Steps in data warehouse designing

Every data warehouse design differs based on various business parameters, use cases and requirements. Here’s a common blueprint you can use and modify. 

1. Recognize business objectives and user needs

The first step is to ensure that your data warehouse is compatible with the business processes that you currently adhere to. Another critical fact is to check with your organization's stakeholders about their objectives in using the data warehouse. Then, you must also know about the technical requirements and compliance standards you must follow before the implementation starts.  

Finally, answering these questions can simplify the first step: 

  • How many data sources do you need to integrate and what’s the data volume?
  • What current and future business needs will the data warehouse fulfill? 
  • What questions will the data warehouse help answer or how will the data warehouse architecture solve business problems?

2. Choose a data model 

Data models help create documentation for the data warehouse implementation. They also help modelers decide how to structure data, establish relationships between different data points and establish key metrics.

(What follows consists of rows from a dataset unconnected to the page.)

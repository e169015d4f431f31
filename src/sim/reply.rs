//! Keyword-driven assistant reply generation.

#[cfg(test)]
#[path = "reply_test.rs"]
mod reply_test;

use std::sync::LazyLock;

use chrono::Utc;
use rand::Rng;
use regex::Regex;

use crate::state::message::{ChartKind, ChartSpec, Message, Role};

/// Artificial latency between a user message and its simulated reply.
pub const REPLY_DELAY_MS: u64 = 1000;

/// Chart title used when the request names no subject.
pub const DEFAULT_CHART_TITLE: &str = "Random Data Chart";

/// Bounds (inclusive) for the number of generated chart points.
pub const POINT_COUNT_RANGE: std::ops::RangeInclusive<u32> = 5..=9;

/// Captures the chart subject from "chart for <subject>", stopping at a
/// sentence end, period, or comma.
static CHART_SUBJECT: LazyLock<Regex> =
    LazyLock::new(|| Regex::new(r"(?i)chart for (.*?)(?:$|\.|,)").expect("static pattern"));

/// Whether the user asked for a chart (case-insensitive substring).
pub fn is_chart_request(text: &str) -> bool {
    text.to_lowercase().contains("chart")
}

/// Subject of a chart request, or the default title when none is named.
pub fn chart_subject(text: &str) -> String {
    CHART_SUBJECT
        .captures(text)
        .and_then(|caps| caps.get(1))
        .map(|m| m.as_str().trim())
        .filter(|subject| !subject.is_empty())
        .map_or_else(|| DEFAULT_CHART_TITLE.to_owned(), str::to_owned)
}

/// Fabricate the assistant reply to `user_text`.
///
/// Chart requests get a reply carrying a randomly chosen kind and point
/// count; anything else gets a canned echo. The message id comes from the
/// active session's counter, never from list length.
pub fn generate_reply(user_text: &str, id: u64, rng: &mut impl Rng) -> Message {
    let timestamp = Utc::now();

    if is_chart_request(user_text) {
        let kind = ChartKind::ALL[rng.random_range(0..ChartKind::ALL.len())];
        let point_count = rng.random_range(POINT_COUNT_RANGE);
        let title = chart_subject(user_text);
        Message {
            id,
            role: Role::Assistant,
            content: format!("Here's a {kind} chart for {title}:"),
            timestamp,
            chart_data: Some(ChartSpec {
                kind,
                title,
                point_count,
            }),
        }
    } else {
        Message {
            id,
            role: Role::Assistant,
            content: format!("This is a simulated response to: \"{user_text}\""),
            timestamp,
            chart_data: None,
        }
    }
}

Though data engineers can build enterprise data models, it’s a time-consuming process. Hence, a wiser option is to use a solution like Fivetran that offers pre-built data models. Fivetran normalizes data automatically so that the modeling technique becomes simpler and faster. 

3. Select an ELT or ETL solution 

You can choose an Extract, Transform, Load (ETL) process or an Extract, Load, Transform (ELT) process for data integration. However, ELT is a better and more flexible solution as it always generates raw and fresh data for analysis. Here’s more information about the differences between ELT and ETL processes. Our solution, Fivetran, has automated data connectors that take just a few minutes to set up and help you efficiently build and manage the ELT data pipelines. Once your models and solutions are decided, you can also define the scope in terms of deliverables, key people for each task, their KPIs, budget and timelines. 

4. Build your reporting interface 

How do you use the results from data queries to create business intelligence (BI) reports? That’s done by data visualization and reporting tools like Power BI and Tableau. For this step, decide how often you want to create reports and who will be the stakeholders for different types of reports so that you can choose a business intelligence tool that fits your requirements. 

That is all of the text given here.